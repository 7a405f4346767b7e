//! Typed entities produced from path records.

use serde::{Deserialize, Serialize};

#[derive(Debug, Clone, PartialEq, Serialize, Deserialize)]
pub struct Person {
    pub person_id: i64,
    pub name: Option<String>,
    pub birthday: Option<String>,
    pub deathday: Option<String>,
    pub gender: Option<i64>,
    pub popularity: Option<f64>,
    pub place_of_birth: Option<String>,
    pub known_for_department: Option<String>,
    pub imdb_id: Option<String>,
    pub profile_path: Option<String>,
}

#[derive(Debug, Clone, PartialEq, Serialize, Deserialize)]
pub struct Movie {
    pub movie_id: i64,
    pub title: Option<String>,
    pub original_title: Option<String>,
    pub release_date: Option<String>,
    pub budget: Option<i64>,
    pub revenue: Option<i64>,
    pub runtime: Option<i64>,
    pub popularity: Option<f64>,
    pub vote_average: Option<f64>,
    pub vote_count: Option<i64>,
    pub original_language: Option<String>,
    pub status: Option<String>,
    pub tagline: Option<String>,
    pub poster_path: Option<String>,
    pub imdb_id: Option<String>,
}

#[derive(Debug, Clone, PartialEq, Serialize, Deserialize)]
pub struct Episode {
    pub episode_id: i64,
    pub show_id: Option<i64>,
    pub name: Option<String>,
    pub air_date: Option<String>,
    pub season_number: Option<i64>,
    pub episode_number: Option<i64>,
    pub vote_average: Option<f64>,
    pub vote_count: Option<i64>,
    pub still_path: Option<String>,
    pub overview: Option<String>,
    /// Filled by enrichment; `None` serializes as an explicit null.
    #[serde(default)]
    pub parent_show: Option<Show>,
}

#[derive(Debug, Clone, PartialEq, Serialize, Deserialize)]
pub struct Show {
    pub tv_id: i64,
    pub name: Option<String>,
    pub poster_path: Option<String>,
    pub first_air_date: Option<String>,
    pub popularity: Option<f64>,
}

/// A movie or a TV episode a person worked on.
#[derive(Debug, Clone, PartialEq, Serialize, Deserialize)]
#[serde(tag = "__typename")]
pub enum Project {
    Movie(Movie),
    Episode(Episode),
}

/// Identity of a project node, independent of its attributes.
#[derive(Debug, Clone, Copy, PartialEq, Eq, Hash)]
pub enum ProjectKey {
    Movie(i64),
    Episode(i64),
}

impl Project {
    pub fn key(&self) -> ProjectKey {
        match self {
            Project::Movie(m) => ProjectKey::Movie(m.movie_id),
            Project::Episode(e) => ProjectKey::Episode(e.episode_id),
        }
    }
}

#[derive(Debug, Clone, PartialEq, Serialize, Deserialize)]
pub struct Cast {
    pub credit_id: String,
    pub character: String,
}

#[derive(Debug, Clone, PartialEq, Serialize, Deserialize)]
pub struct Crew {
    pub credit_id: String,
    pub department: String,
    pub job: Option<String>,
}

/// The credit linking a person to a project.
#[derive(Debug, Clone, PartialEq, Serialize, Deserialize)]
#[serde(tag = "__typename")]
pub enum Relationship {
    Cast(Cast),
    Crew(Crew),
}

impl Relationship {
    pub fn credit_id(&self) -> &str {
        match self {
            Relationship::Cast(c) => &c.credit_id,
            Relationship::Crew(c) => &c.credit_id,
        }
    }
}

/// One normalized path step: who worked on what, and how.
#[derive(Debug, Clone, PartialEq, Serialize, Deserialize)]
pub struct Triple {
    pub person: Person,
    pub relationship: Relationship,
    pub project: Project,
}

┄┄┄┄┄┄┄┄┄┄

§ BRIEF
Your answer should consist of the material above, written out word for word.

§ PROBLEM SOLUTION
repository 7a405f4346767b7e
//! Typed entities produced from path records.

use serde::{Deserialize, Serialize};

#[derive(Debug, Clone, PartialEq, Serialize, Deserialize)]
pub struct Person {
    pub person_id: i64,
    pub name: Option<String>,
    pub birthday: Option<String>,
    pub deathday: Option<String>,
    pub gender: Option<i64>,
    pub popularity: Option<f64>,
    pub place_of_birth: Option<String>,
    pub known_for_department: Option<String>,
    pub imdb_id: Option<String>,
    pub profile_path: Option<String>,
}

#[derive(Debug, Clone, PartialEq, Serialize, Deserialize)]
pub struct Movie {
    pub movie_id: i64,
    pub title: Option<String>,
    pub original_title: Option<String>,
    pub release_date: Option<String>,
    pub budget: Option<i64>,
    pub revenue: Option<i64>,
    pub runtime: Option<i64>,
    pub popularity: Option<f64>,
    pub vote_average: Option<f64>,
    pub vote_count: Option<i64>,
    pub original_language: Option<String>,
    pub status: Option<String>,
    pub tagline: Option<String>,
    pub poster_path: Option<String>,
    pub imdb_id: Option<String>,
}

#[derive(Debug, Clone, PartialEq, Serialize, Deserialize)]
pub struct Episode {
    pub episode_id: i64,
    pub show_id: Option<i64>,
    pub name: Option<String>,
    pub air_date: Option<String>,
    pub season_number: Option<i64>,
    pub episode_number: Option<i64>,
    pub vote_average: Option<f64>,
    pub vote_count: Option<i64>,
    pub still_path: Option<String>,
    pub overview: Option<String>,
    /// Filled by enrichment; `None` serializes as an explicit null.
    #[serde(default)]
    pub parent_show: Option<Show>,
}

#[derive(Debug, Clone, PartialEq, Serialize, Deserialize)]
pub struct Show {
    pub tv_id: i64,
    pub name: Option<String>,
    pub poster_path: Option<String>,
    pub first_air_date: Option<String>,
    pub popularity: Option<f64>,
}

/// A movie or a TV episode a person worked on.
#[derive(Debug, Clone, PartialEq, Serialize, Deserialize)]
#[serde(tag = "__typename")]
pub enum Project {
    Movie(Movie),
    Episode(Episode),
}

/// Identity of a project node, independent of its attributes.
#[derive(Debug, Clone, Copy, PartialEq, Eq, Hash)]
pub enum ProjectKey {
    Movie(i64),
    Episode(i64),
}

impl Project {
    pub fn key(&self) -> ProjectKey {
        match self {
            Project::Movie(m) => ProjectKey::Movie(m.movie_id),
            Project::Episode(e) => ProjectKey::Episode(e.episode_id),
        }
    }
}

#[derive(Debug, Clone, PartialEq, Serialize, Deserialize)]
pub struct Cast {
    pub credit_id: String,
    pub character: String,
}

#[derive(Debug, Clone, PartialEq, Serialize, Deserialize)]
pub struct Crew {
    pub credit_id: String,
    pub department: String,
    pub job: Option<String>,
}

/// The credit linking a person to a project.
#[derive(Debug, Clone, PartialEq, Serialize, Deserialize)]
#[serde(tag = "__typename")]
pub enum Relationship {
    Cast(Cast),
    Crew(Crew),
}

impl Relationship {
    pub fn credit_id(&self) -> &str {
        match self {
            Relationship::Cast(c) => &c.credit_id,
            Relationship::Crew(c) => &c.credit_id,
        }
    }
}

/// One normalized path step: who worked on what, and how.
#[derive(Debug, Clone, PartialEq, Serialize, Deserialize)]
pub struct Triple {
    pub person: Person,
    pub relationship: Relationship,
    pub project: Project,
}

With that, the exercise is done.